O bem protegido por este tipo de crime é a saúde – física, psíquica e mental, que pode ser afectada por vários comportamentos e que pressupõe que o agente se encontre numa determinada relação para com o sujeito passivo daqueles comportamentos.
O âmbito de protecção desta norma abrange os comportamentos que, de modo reiterado, lesam a dignidade do ser humano. O bem jurídico protegido é, pois, a saúde (a saúde física, psíquica e mental).
O crime de maus-tratos pressupõe um agente que se encontre em determinada relação para com o sujeito passivo desses comportamentos. Este crime é, portanto, um crime específico. É um crime próprio ou impróprio consoante a natureza das condutas em si mesmas consideradas já constituam ou não crime
Actualmente, contrariamente, ao que resultava do citado artigo 152º, em vigor à data dos factos, este tipo de crime não pressupõe a reiteração das condutas em causa, já que prevê expressamente a conduta não reiterada, mostrando-se, por isso, o regime em vigor à data dos factos mais favorável à arguida, sendo este o aplicável.
Relativamente ao elemento subjectivo do tipo, este é um crime fundamentalmente doloso em uma qualquer das suas formas: directo, necessário e eventual.

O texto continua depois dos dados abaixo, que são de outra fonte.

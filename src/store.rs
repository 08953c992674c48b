use async_trait::async_trait;
use chrono::{NaiveDate, Weekday};
use dashmap::DashMap;
use ulid::Ulid;

use crate::model::{Booking, BookingStatus, OperatingWindow, Posting, Span, Spot};

/// Collaborator I/O failure. The engine surfaces it as-is; it never retries.
#[derive(Debug, Clone, PartialEq, Eq)]
pub struct StoreError(pub String);

impl std::fmt::Display for StoreError {
    fn fmt(&self, f: &mut std::fmt::Formatter<'_>) -> std::fmt::Result {
        write!(f, "{}", self.0)
    }
}

impl std::error::Error for StoreError {}

/// The backing-store contract the engine coordinates against.
///
/// `conditional_reserve` is the only concurrency control in the system: it
/// must apply atomically against the expected unreserved state, so a lost
/// race surfaces as `false` instead of a double booking. Everything else is
/// plain record read/write.
#[async_trait]
pub trait SpotStore: Send + Sync {
    async fn get_spot(&self, id: Ulid) -> Result<Option<Spot>, StoreError>;

    async fn get_posting(&self, id: Ulid) -> Result<Option<Posting>, StoreError>;

    async fn postings_for_date(&self, date: NaiveDate) -> Result<Vec<Posting>, StoreError>;

    /// Mark the posting reserved by `reserver_id` with the requested bounds,
    /// only if it is still unreserved. Returns whether the update applied.
    async fn conditional_reserve(
        &self,
        id: Ulid,
        span: Span,
        reserver_id: Ulid,
    ) -> Result<bool, StoreError>;

    /// Insert a new unreserved posting cut from `template`'s window.
    async fn insert_fragment(
        &self,
        template: &Posting,
        span: Span,
    ) -> Result<Posting, StoreError>;

    async fn operating_windows(
        &self,
        spot_id: Ulid,
        day: Weekday,
    ) -> Result<Vec<OperatingWindow>, StoreError>;

    async fn bookings_for_date(
        &self,
        spot_id: Ulid,
        date: NaiveDate,
        statuses: &[BookingStatus],
    ) -> Result<Vec<Booking>, StoreError>;

    async fn bookings_for_user(&self, user_id: Ulid) -> Result<Vec<Booking>, StoreError>;

    async fn get_booking(&self, id: Ulid) -> Result<Option<Booking>, StoreError>;

    async fn insert_booking(&self, booking: Booking) -> Result<Booking, StoreError>;

    async fn update_booking_status(
        &self,
        id: Ulid,
        status: BookingStatus,
    ) -> Result<Option<Booking>, StoreError>;
}

/// DashMap-backed store: the reference implementation and the test fake.
///
/// Each map entry guard doubles as the row lock, which is what makes
/// `conditional_reserve` an honest compare-and-swap.
#[derive(Default)]
pub struct InMemoryStore {
    spots: DashMap<Ulid, Spot>,
    postings: DashMap<Ulid, Posting>,
    windows: DashMap<Ulid, Vec<OperatingWindow>>,
    bookings: DashMap<Ulid, Booking>,
}

impl InMemoryStore {
    pub fn new() -> Self {
        Self::default()
    }

    // ── Seeding ──────────────────────────────────────────

    pub fn insert_spot(&self, spot: Spot) {
        self.spots.insert(spot.id, spot);
    }

    pub fn insert_posting(&self, posting: Posting) {
        self.postings.insert(posting.id, posting);
    }

    pub fn add_operating_window(&self, window: OperatingWindow) {
        self.windows.entry(window.spot_id).or_default().push(window);
    }

    /// Host edits replace a spot's recurring windows wholesale.
    pub fn replace_operating_windows(&self, spot_id: Ulid, windows: Vec<OperatingWindow>) {
        self.windows.insert(spot_id, windows);
    }

    pub fn posting_count(&self) -> usize {
        self.postings.len()
    }
}

#[async_trait]
impl SpotStore for InMemoryStore {
    async fn get_spot(&self, id: Ulid) -> Result<Option<Spot>, StoreError> {
        Ok(self.spots.get(&id).map(|e| e.value().clone()))
    }

    async fn get_posting(&self, id: Ulid) -> Result<Option<Posting>, StoreError> {
        Ok(self.postings.get(&id).map(|e| e.value().clone()))
    }

    async fn postings_for_date(&self, date: NaiveDate) -> Result<Vec<Posting>, StoreError> {
        let mut rows: Vec<Posting> = self
            .postings
            .iter()
            .filter(|e| e.value().date == date)
            .map(|e| e.value().clone())
            .collect();
        rows.sort_by_key(|p| (p.span.start, p.id));
        Ok(rows)
    }

    async fn conditional_reserve(
        &self,
        id: Ulid,
        span: Span,
        reserver_id: Ulid,
    ) -> Result<bool, StoreError> {
        let Some(mut posting) = self.postings.get_mut(&id) else {
            return Ok(false);
        };
        if posting.reserved_by.is_some() {
            return Ok(false);
        }
        posting.span = span;
        posting.reserved_by = Some(reserver_id);
        Ok(true)
    }

    async fn insert_fragment(
        &self,
        template: &Posting,
        span: Span,
    ) -> Result<Posting, StoreError> {
        let fragment = Posting {
            id: Ulid::new(),
            owner_id: template.owner_id,
            span,
            price: template.price,
            date: template.date,
            reserved_by: None,
        };
        self.postings.insert(fragment.id, fragment.clone());
        Ok(fragment)
    }

    async fn operating_windows(
        &self,
        spot_id: Ulid,
        day: Weekday,
    ) -> Result<Vec<OperatingWindow>, StoreError> {
        Ok(self
            .windows
            .get(&spot_id)
            .map(|e| e.iter().filter(|w| w.day == day).cloned().collect())
            .unwrap_or_default())
    }

    async fn bookings_for_date(
        &self,
        spot_id: Ulid,
        date: NaiveDate,
        statuses: &[BookingStatus],
    ) -> Result<Vec<Booking>, StoreError> {
        let mut rows: Vec<Booking> = self
            .bookings
            .iter()
            .filter(|e| {
                let b = e.value();
                b.spot_id == spot_id && b.date == date && statuses.contains(&b.status)
            })
            .map(|e| e.value().clone())
            .collect();
        rows.sort_by_key(|b| b.id);
        Ok(rows)
    }

    async fn bookings_for_user(&self, user_id: Ulid) -> Result<Vec<Booking>, StoreError> {
        let mut rows: Vec<Booking> = self
            .bookings
            .iter()
            .filter(|e| e.value().user_id == user_id)
            .map(|e| e.value().clone())
            .collect();
        rows.sort_by_key(|b| b.id);
        Ok(rows)
    }

    async fn get_booking(&self, id: Ulid) -> Result<Option<Booking>, StoreError> {
        Ok(self.bookings.get(&id).map(|e| e.value().clone()))
    }

    async fn insert_booking(&self, booking: Booking) -> Result<Booking, StoreError> {
        self.bookings.insert(booking.id, booking.clone());
        Ok(booking)
    }

    async fn update_booking_status(
        &self,
        id: Ulid,
        status: BookingStatus,
    ) -> Result<Option<Booking>, StoreError> {
        let Some(mut booking) = self.bookings.get_mut(&id) else {
            return Ok(None);
        };
        booking.status = status;
        Ok(Some(booking.clone()))
    }
}

#[cfg(test)]
mod tests {
    use std::sync::Arc;

    use chrono::{NaiveDate, Utc};

    use super::*;

    fn posting(span: Span) -> Posting {
        Posting {
            id: Ulid::new(),
            owner_id: Ulid::new(),
            span,
            price: 2.5,
            date: NaiveDate::from_ymd_opt(2026, 3, 2).unwrap(),
            reserved_by: None,
        }
    }

    fn booking(spot_id: Ulid, user_id: Ulid, status: BookingStatus) -> Booking {
        Booking {
            id: Ulid::new(),
            spot_id,
            user_id,
            date: NaiveDate::from_ymd_opt(2026, 3, 2).unwrap(),
            start_time: "9:00am".into(),
            end_time: "11:00am".into(),
            total_price: 5.0,
            status,
            created_at: Utc::now(),
        }
    }

    #[tokio::test]
    async fn conditional_reserve_applies_once() {
        let store = InMemoryStore::new();
        let p = posting(Span::new(0, 600));
        store.insert_posting(p.clone());

        let renter = Ulid::new();
        assert!(store
            .conditional_reserve(p.id, Span::new(100, 200), renter)
            .await
            .unwrap());
        // second attempt sees the reserved state and refuses
        assert!(!store
            .conditional_reserve(p.id, Span::new(300, 400), Ulid::new())
            .await
            .unwrap());

        let stored = store.get_posting(p.id).await.unwrap().unwrap();
        assert_eq!(stored.reserved_by, Some(renter));
        assert_eq!(stored.span, Span::new(100, 200));
    }

    #[tokio::test]
    async fn conditional_reserve_missing_posting_is_false() {
        let store = InMemoryStore::new();
        assert!(!store
            .conditional_reserve(Ulid::new(), Span::new(0, 10), Ulid::new())
            .await
            .unwrap());
    }

    #[tokio::test]
    async fn concurrent_reserves_have_one_winner() {
        let store = Arc::new(InMemoryStore::new());
        let p = posting(Span::new(0, 600));
        store.insert_posting(p.clone());

        let mut handles = Vec::new();
        for _ in 0..8 {
            let store = store.clone();
            let id = p.id;
            handles.push(tokio::spawn(async move {
                store
                    .conditional_reserve(id, Span::new(60, 120), Ulid::new())
                    .await
                    .unwrap()
            }));
        }
        let mut wins = 0;
        for h in handles {
            if h.await.unwrap() {
                wins += 1;
            }
        }
        assert_eq!(wins, 1);
    }

    #[tokio::test]
    async fn fragment_inherits_template_fields() {
        let store = InMemoryStore::new();
        let p = posting(Span::new(0, 600));
        let fragment = store
            .insert_fragment(&p, Span::new(0, 100))
            .await
            .unwrap();
        assert_ne!(fragment.id, p.id);
        assert_eq!(fragment.owner_id, p.owner_id);
        assert_eq!(fragment.price, p.price);
        assert_eq!(fragment.date, p.date);
        assert!(!fragment.is_reserved());

        let listed = store.postings_for_date(p.date).await.unwrap();
        assert_eq!(listed.len(), 1);
    }

    #[tokio::test]
    async fn windows_filter_by_day() {
        let store = InMemoryStore::new();
        let spot_id = Ulid::new();
        for (day, start, end) in [
            (Weekday::Mon, "9:00am", "12:00pm"),
            (Weekday::Mon, "2:00pm", "5:00pm"),
            (Weekday::Tue, "9:00am", "5:00pm"),
        ] {
            store.add_operating_window(OperatingWindow {
                id: Ulid::new(),
                spot_id,
                day,
                start_time: start.into(),
                end_time: end.into(),
            });
        }

        assert_eq!(
            store.operating_windows(spot_id, Weekday::Mon).await.unwrap().len(),
            2
        );
        assert_eq!(
            store.operating_windows(spot_id, Weekday::Wed).await.unwrap().len(),
            0
        );

        store.replace_operating_windows(spot_id, Vec::new());
        assert_eq!(
            store.operating_windows(spot_id, Weekday::Mon).await.unwrap().len(),
            0
        );
    }

    #[tokio::test]
    async fn bookings_filter_by_spot_date_status() {
        let store = InMemoryStore::new();
        let spot_id = Ulid::new();
        let user_id = Ulid::new();
        store
            .insert_booking(booking(spot_id, user_id, BookingStatus::Confirmed))
            .await
            .unwrap();
        store
            .insert_booking(booking(spot_id, user_id, BookingStatus::Cancelled))
            .await
            .unwrap();
        store
            .insert_booking(booking(Ulid::new(), user_id, BookingStatus::Pending))
            .await
            .unwrap();

        let date = NaiveDate::from_ymd_opt(2026, 3, 2).unwrap();
        let active = store
            .bookings_for_date(spot_id, date, &BookingStatus::ACTIVE)
            .await
            .unwrap();
        assert_eq!(active.len(), 1);
        assert_eq!(active[0].status, BookingStatus::Confirmed);

        let mine = store.bookings_for_user(user_id).await.unwrap();
        assert_eq!(mine.len(), 3);
    }

    #[tokio::test]
    async fn update_status_missing_booking_is_none() {
        let store = InMemoryStore::new();
        let updated = store
            .update_booking_status(Ulid::new(), BookingStatus::Cancelled)
            .await
            .unwrap();
        assert!(updated.is_none());
    }
}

Da factualidade provada, resultou demonstrado que a arguida, ignorando a fragilidade de crianças com apenas um e dois anos de idade, absolutamente indefesas, que dela esperavam protecção, amparo e carinho, as tratou de forma violenta, quer insultando reiteradamente o … de “porco e badalhoco”, quer torturando sistematicamente a … forçando-a a comer, para o que lhe dava palmadas na boca e empurrava os alimentos com a colher pela boca abaixo, o que necessariamente causa vómitos seguido de expulsão de alimentos, que de forma insensível e agressiva, tornava a introduzir na boca da criança. De igual modo, agredia o ............. com palmadas, de que a criança, sobredotada, se queixava à mãe, revelando fortes sinais de que estava a ser vítima de maus tratos, o que foi considerado pelo seu pediatra que até aconselhou os pais a retirá-lo do infantário Casa da Avó.
Da análise da matéria de facto dada como provada, conclui-se assim que a conduta da arguida preenche a tipicidade exigida no preceito legal em análise.
Com efeito, de tal factualidade dada como assente resulta que a arguida violou, reiteradamente a integridade física da …, do … e do …, e que as agressões perpetradas assumem a gravidade suficiente para ser enquadrada no tipo legal de maus tratos.
Nos termos do disposto no artigo 31º, nºs 1 e 2, al. b), o facto não é punível quando a sua ilicitude for excluída pela ordem jurídica considerada na sua totalidade, nomeadamente, no exercício de um direito, que contempla o "direito de correcção".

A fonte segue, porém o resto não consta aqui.